WHAT TO PRODUCE — What is the number of lines below that hold "rejected"? Answer with that number only.

Stored items
§
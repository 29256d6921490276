//! Settings loading: defaults in code, JSON file, environment overrides.

use std::path::Path;
use std::time::Duration;

use action_executor::ExecutorPolicy;
use anyhow::Context;
use serde::{Deserialize, Serialize};

/// Interpreter backend selection and limits.
#[derive(Clone, Debug, PartialEq, Serialize, Deserialize)]
#[serde(default, rename_all = "camelCase")]
pub struct InterpreterSettings {
    /// Base URL of the HTTP interpreter sidecar; the deterministic mock is
    /// used when absent.
    pub endpoint: Option<String>,
    pub timeout_ms: u64,
}

impl Default for InterpreterSettings {
    fn default() -> Self {
        Self {
            endpoint: None,
            timeout_ms: 10_000,
        }
    }
}

/// Observation cache knobs.
#[derive(Clone, Debug, PartialEq, Serialize, Deserialize)]
#[serde(default, rename_all = "camelCase")]
pub struct CacheSettings {
    pub ttl_ms: u64,
    pub fingerprint_depth: usize,
}

impl Default for CacheSettings {
    fn default() -> Self {
        Self {
            ttl_ms: 300_000,
            fingerprint_depth: observation_cache::DEFAULT_DEPTH_LIMIT,
        }
    }
}

/// Executor knobs, mirroring `ExecutorPolicy`.
#[derive(Clone, Debug, PartialEq, Serialize, Deserialize)]
#[serde(default, rename_all = "camelCase")]
pub struct ExecutorSettings {
    pub keystroke_delay_min_ms: u64,
    pub keystroke_delay_max_ms: u64,
    pub actionable_poll_ms: u64,
    pub resolve_retry_wait_ms: u64,
    pub action_timeout_ms: u64,
}

impl Default for ExecutorSettings {
    fn default() -> Self {
        Self {
            keystroke_delay_min_ms: 25,
            keystroke_delay_max_ms: 75,
            actionable_poll_ms: 50,
            resolve_retry_wait_ms: 150,
            action_timeout_ms: 10_000,
        }
    }
}

/// Full application settings.
#[derive(Clone, Debug, Default, PartialEq, Serialize, Deserialize)]
#[serde(default, rename_all = "camelCase")]
pub struct Settings {
    pub interpreter: InterpreterSettings,
    pub cache: CacheSettings,
    pub executor: ExecutorSettings,
}

impl Settings {
    /// Load settings: code defaults, then the JSON file when present, then
    /// `PAGEPILOT_*` environment overrides.
    pub fn load(config_file: Option<&Path>) -> anyhow::Result<Self> {
        let mut settings = match config_file {
            Some(path) if path.exists() => {
                let content = std::fs::read_to_string(path)
                    .with_context(|| format!("reading {}", path.display()))?;
                serde_json::from_str(&content)
                    .with_context(|| format!("parsing {}", path.display()))?
            }
            _ => Settings::default(),
        };
        settings.apply_overrides(|name| std::env::var(name).ok());
        Ok(settings)
    }

    /// Apply environment-style overrides through a lookup function, so the
    /// merge logic stays testable without touching process environment.
    pub fn apply_overrides(&mut self, lookup: impl Fn(&str) -> Option<String>) {
        if let Some(endpoint) = lookup("PAGEPILOT_ENDPOINT") {
            self.interpreter.endpoint = Some(endpoint);
        }
        override_number(&lookup, "PAGEPILOT_INTERPRETER_TIMEOUT_MS", &mut self.interpreter.timeout_ms);
        override_number(&lookup, "PAGEPILOT_CACHE_TTL_MS", &mut self.cache.ttl_ms);
        override_number(&lookup, "PAGEPILOT_FINGERPRINT_DEPTH", &mut self.cache.fingerprint_depth);
        override_number(&lookup, "PAGEPILOT_KEYSTROKE_MIN_MS", &mut self.executor.keystroke_delay_min_ms);
        override_number(&lookup, "PAGEPILOT_KEYSTROKE_MAX_MS", &mut self.executor.keystroke_delay_max_ms);
        override_number(&lookup, "PAGEPILOT_ACTION_TIMEOUT_MS", &mut self.executor.action_timeout_ms);
    }

    pub fn cache_ttl(&self) -> Duration {
        Duration::from_millis(self.cache.ttl_ms)
    }

    /// Executor policy view of these settings. An inverted delay range is
    /// collapsed to its lower bound rather than rejected.
    pub fn executor_policy(&self) -> ExecutorPolicy {
        let min = self.executor.keystroke_delay_min_ms;
        let max = self.executor.keystroke_delay_max_ms.max(min);
        ExecutorPolicy {
            keystroke_delay_ms: min..=max,
            actionable_poll: Duration::from_millis(self.executor.actionable_poll_ms),
            resolve_retry_wait: Duration::from_millis(self.executor.resolve_retry_wait_ms),
            default_timeout: Duration::from_millis(self.executor.action_timeout_ms),
        }
    }
}

fn override_number<T: std::str::FromStr>(
    lookup: &impl Fn(&str) -> Option<String>,
    name: &str,
    slot: &mut T,
) {
    if let Some(raw) = lookup(name) {
        if let Ok(value) = raw.parse() {
            *slot = value;
        }
    }
}
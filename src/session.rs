//! Caller-facing session surface: `act`, `observe`, `extract`.
//!
//! One session drives one logical page, sequentially. Concurrency happens by
//! running independent sessions; nothing here is shared across them except
//! what the caller chooses to share behind the ports.

use std::sync::Arc;

use action_executor::{execute, ActionReport, DriverPort, ExecCtx, RuntimeDeps, TargetPort};
use action_locator::{re_resolve, resolve, DomPort, ElementHandle, ResolvedLocator};
use async_trait::async_trait;
use extraction_schema::{validate, ExtractionSchema};
use interpreter_bridge::{
    validate_proposal, validate_proposals, ActionProposal, ExtractRequest, InterpreterPort,
    ProposeRequest,
};
use observation_cache::{fingerprint, CacheEntry, ObservationCache};
use pagepilot_core_types::{AutomationError, FrameIndex, SessionId};
use serde_json::Value;
use tracing::{debug, info, instrument};
use tree_indexer::{index, AccessibilityNode, IndexedSnapshot};

use crate::config::Settings;

/// Capture boundary: deliver the current accessibility tree of a frame. The
/// CLI reads it from a file; a real deployment captures from the browser.
#[async_trait]
pub trait SnapshotPort: Send + Sync {
    async fn capture(&self, frame: FrameIndex) -> Result<AccessibilityNode, AutomationError>;
}

/// Input to `act`: either a fresh instruction, or a proposal returned by an
/// earlier `observe`/`act`, which skips the interpreter entirely.
#[derive(Clone, Debug)]
pub enum ActRequest {
    Instruction(String),
    Cached(ActionProposal),
}

/// What one `act` call did.
#[derive(Clone, Debug)]
pub struct ActionOutcome {
    pub proposal: ActionProposal,
    pub report: ActionReport,
    pub from_cache: bool,
}

/// One automation session over a page.
pub struct Session {
    id: SessionId,
    frame: FrameIndex,
    interpreter: Arc<dyn InterpreterPort>,
    driver: Arc<dyn DriverPort>,
    dom: Arc<dyn DomPort>,
    snapshots: Arc<dyn SnapshotPort>,
    cache: ObservationCache,
    settings: Settings,
}

impl Session {
    pub fn new(
        interpreter: Arc<dyn InterpreterPort>,
        driver: Arc<dyn DriverPort>,
        dom: Arc<dyn DomPort>,
        snapshots: Arc<dyn SnapshotPort>,
        settings: Settings,
    ) -> Self {
        Self {
            id: SessionId::new(),
            frame: 0,
            interpreter,
            driver,
            dom,
            snapshots,
            cache: ObservationCache::new(settings.cache_ttl()),
            settings,
        }
    }

    pub fn id(&self) -> &SessionId {
        &self.id
    }

    pub fn cache(&self) -> &ObservationCache {
        &self.cache
    }

    async fn capture_indexed(&self) -> Result<IndexedSnapshot, AutomationError> {
        let root = self.snapshots.capture(self.frame).await?;
        index(&root, self.frame)
    }

    /// Plan without acting: every proposal the interpreter offers for the
    /// instruction, validated and with descriptions resolved from the tree.
    #[instrument(skip_all, fields(session = %self.id.0))]
    pub async fn observe(
        &self,
        instruction: &str,
    ) -> Result<Vec<ActionProposal>, AutomationError> {
        let snapshot = self.capture_indexed().await?;
        let raw = self
            .interpreter
            .propose_action(&ProposeRequest {
                instruction: instruction.to_string(),
                indexed_tree_summary: snapshot.outline(),
                frame: self.frame,
            })
            .await?;
        let mut proposals = validate_proposals(&raw)?;
        for proposal in &mut proposals {
            if proposal.description.is_empty() {
                if let Some(node) = snapshot.get(proposal.target_node_id) {
                    proposal.description = format!("{} \"{}\"", node.role, node.name);
                }
            }
        }
        Ok(proposals)
    }

    /// Perform one action. Instructions go through fingerprint and cache
    /// before the interpreter; cached proposals skip straight to resolution
    /// and execution.
    #[instrument(skip_all, fields(session = %self.id.0))]
    pub async fn act(&self, request: ActRequest) -> Result<ActionOutcome, AutomationError> {
        let snapshot = self.capture_indexed().await?;

        let (proposal, locator, from_cache) = match request {
            ActRequest::Cached(proposal) => {
                let locator = resolve(proposal.target_node_id, &snapshot)?;
                (proposal, locator, true)
            }
            ActRequest::Instruction(instruction) => {
                self.plan(&instruction, &snapshot).await?
            }
        };

        info!(
            method = proposal.method.name(),
            target = %proposal.target_node_id,
            from_cache,
            "executing action"
        );

        let policy = self.settings.executor_policy();
        let ctx = ExecCtx::with_timeout(policy.default_timeout);
        let target = LabeledTarget {
            snapshots: self.snapshots.clone(),
            dom: self.dom.clone(),
            frame: self.frame,
        };
        let report = execute(
            &ctx,
            &proposal,
            &locator,
            RuntimeDeps {
                driver: self.driver.as_ref(),
                dom: self.dom.as_ref(),
                target: Some(&target),
                policy: &policy,
            },
        )
        .await;

        Ok(ActionOutcome {
            proposal,
            report,
            from_cache,
        })
    }

    /// Instruction path: cache lookup, interpreter on miss, store on first
    /// successful resolution.
    async fn plan(
        &self,
        instruction: &str,
        snapshot: &IndexedSnapshot,
    ) -> Result<(ActionProposal, ResolvedLocator, bool), AutomationError> {
        let key = fingerprint(instruction, snapshot, self.settings.cache.fingerprint_depth);

        if let Some(entry) = self.cache.lookup(&key, None) {
            debug!(fingerprint = %key, "observation cache hit");
            let locator = match entry.locator {
                Some(locator) => locator,
                None => resolve(entry.proposal.target_node_id, snapshot)?,
            };
            return Ok((entry.proposal, locator, true));
        }

        let raw = self
            .interpreter
            .propose_action(&ProposeRequest {
                instruction: instruction.to_string(),
                indexed_tree_summary: snapshot.outline(),
                frame: self.frame,
            })
            .await?;
        // One proposal per act call; an array response contributes its first
        // element only.
        let raw = match raw {
            Value::Array(items) => items.into_iter().next().ok_or_else(|| {
                AutomationError::InvalidProposal {
                    reason: "interpreter returned an empty proposal array".into(),
                    payload: Value::Array(Vec::new()),
                }
            })?,
            other => other,
        };
        let proposal = validate_proposal(&raw)?;
        let locator = resolve(proposal.target_node_id, snapshot)?;

        self.cache.store(CacheEntry::new(
            key,
            proposal.clone(),
            Some(locator.clone()),
        ));
        Ok((proposal, locator, false))
    }

    /// Structured extraction, strictly validated against `schema`.
    #[instrument(skip_all, fields(session = %self.id.0))]
    pub async fn extract(
        &self,
        instruction: &str,
        schema: &ExtractionSchema,
    ) -> Result<Value, AutomationError> {
        let snapshot = self.capture_indexed().await?;
        let schema_hint =
            serde_json::to_value(schema).map_err(|err| AutomationError::SchemaMismatch {
                field: "$".into(),
                reason: format!("schema is not serializable: {err}"),
            })?;
        let raw = self
            .interpreter
            .extract_value(&ExtractRequest {
                instruction: instruction.to_string(),
                indexed_tree_summary: snapshot.outline(),
                schema_hint,
            })
            .await?;
        Ok(validate(schema, &raw)?)
    }
}

/// Semantic scroll targets ("footer", "comments") routed back through the
/// indexer and resolver against a fresh capture.
struct LabeledTarget {
    snapshots: Arc<dyn SnapshotPort>,
    dom: Arc<dyn DomPort>,
    frame: FrameIndex,
}

#[async_trait]
impl TargetPort for LabeledTarget {
    async fn resolve_labeled(&self, label: &str) -> Result<ElementHandle, AutomationError> {
        let root = self.snapshots.capture(self.frame).await?;
        let snapshot = index(&root, self.frame)?;
        let lowered = label.to_lowercase();

        let target = snapshot
            .node_ids()
            .filter_map(|id| snapshot.get(id))
            .find(|node| {
                node.role == lowered
                    || (!node.name.is_empty() && node.name.to_lowercase().contains(&lowered))
            })
            .map(|node| node.id)
            .ok_or_else(|| {
                AutomationError::DriverError(format!("no element labeled '{label}'"))
            })?;

        let locator = resolve(target, &snapshot)?;
        re_resolve(&locator, self.dom.as_ref()).await
    }
}
//! Caller-supplied result shape

use std::collections::BTreeMap;

use serde::{Deserialize, Serialize};

/// Expected JSON kind of a field.
#[derive(Clone, Debug, PartialEq, Serialize, Deserialize)]
#[serde(rename_all = "camelCase", tag = "kind", content = "of")]
pub enum FieldKind {
    String,
    Number,
    Boolean,
    /// Homogeneous array; every element must match the inner kind.
    Array(Box<FieldKind>),
    /// Any JSON object, treated as opaque.
    Object,
}

impl FieldKind {
    pub fn describe(&self) -> String {
        match self {
            FieldKind::String => "string".to_string(),
            FieldKind::Number => "number".to_string(),
            FieldKind::Boolean => "boolean".to_string(),
            FieldKind::Array(inner) => format!("array of {}", inner.describe()),
            FieldKind::Object => "object".to_string(),
        }
    }
}

/// Declaration of one schema field.
#[derive(Clone, Debug, PartialEq, Serialize, Deserialize)]
#[serde(rename_all = "camelCase")]
pub struct FieldSpec {
    #[serde(flatten)]
    pub kind: FieldKind,
    #[serde(default = "default_required")]
    pub required: bool,
    /// Accept a numeric string where a number is expected and widen it.
    /// Off unless the shape asks for it.
    #[serde(default)]
    pub widen_numeric_strings: bool,
}

fn default_required() -> bool {
    true
}

impl FieldSpec {
    pub fn new(kind: FieldKind) -> Self {
        Self {
            kind,
            required: true,
            widen_numeric_strings: false,
        }
    }

    pub fn optional(mut self) -> Self {
        self.required = false;
        self
    }

    pub fn widening(mut self) -> Self {
        self.widen_numeric_strings = true;
        self
    }
}

/// The full expected shape of one extraction: field name to declaration.
/// Strict in both directions: required fields must be present, and fields
/// the schema does not declare are rejected.
#[derive(Clone, Debug, Default, PartialEq, Serialize, Deserialize)]
pub struct ExtractionSchema {
    pub fields: BTreeMap<String, FieldSpec>,
}

impl ExtractionSchema {
    pub fn new() -> Self {
        Self::default()
    }

    pub fn field(mut self, name: impl Into<String>, spec: FieldSpec) -> Self {
        self.fields.insert(name.into(), spec);
        self
    }

    pub fn is_empty(&self) -> bool {
        self.fields.is_empty()
    }
}

#[cfg(test)]
mod tests {
    use super::*;
    use serde_json::json;

    #[test]
    fn schema_round_trips_through_json() {
        let schema = ExtractionSchema::new()
            .field("title", FieldSpec::new(FieldKind::String))
            .field(
                "price",
                FieldSpec::new(FieldKind::Number).widening().optional(),
            )
            .field(
                "tags",
                FieldSpec::new(FieldKind::Array(Box::new(FieldKind::String))),
            );

        let wire = serde_json::to_value(&schema).unwrap();
        assert_eq!(wire["fields"]["title"]["kind"], json!("string"));
        assert_eq!(wire["fields"]["price"]["widenNumericStrings"], json!(true));
        assert_eq!(wire["fields"]["price"]["required"], json!(false));

        let back: ExtractionSchema = serde_json::from_value(wire).unwrap();
        assert_eq!(back, schema);
    }

    #[test]
    fn kinds_describe_themselves() {
        assert_eq!(FieldKind::Number.describe(), "number");
        assert_eq!(
            FieldKind::Array(Box::new(FieldKind::Boolean)).describe(),
            "array of boolean"
        );
    }
}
§
RESULT OF THIS TASK — 2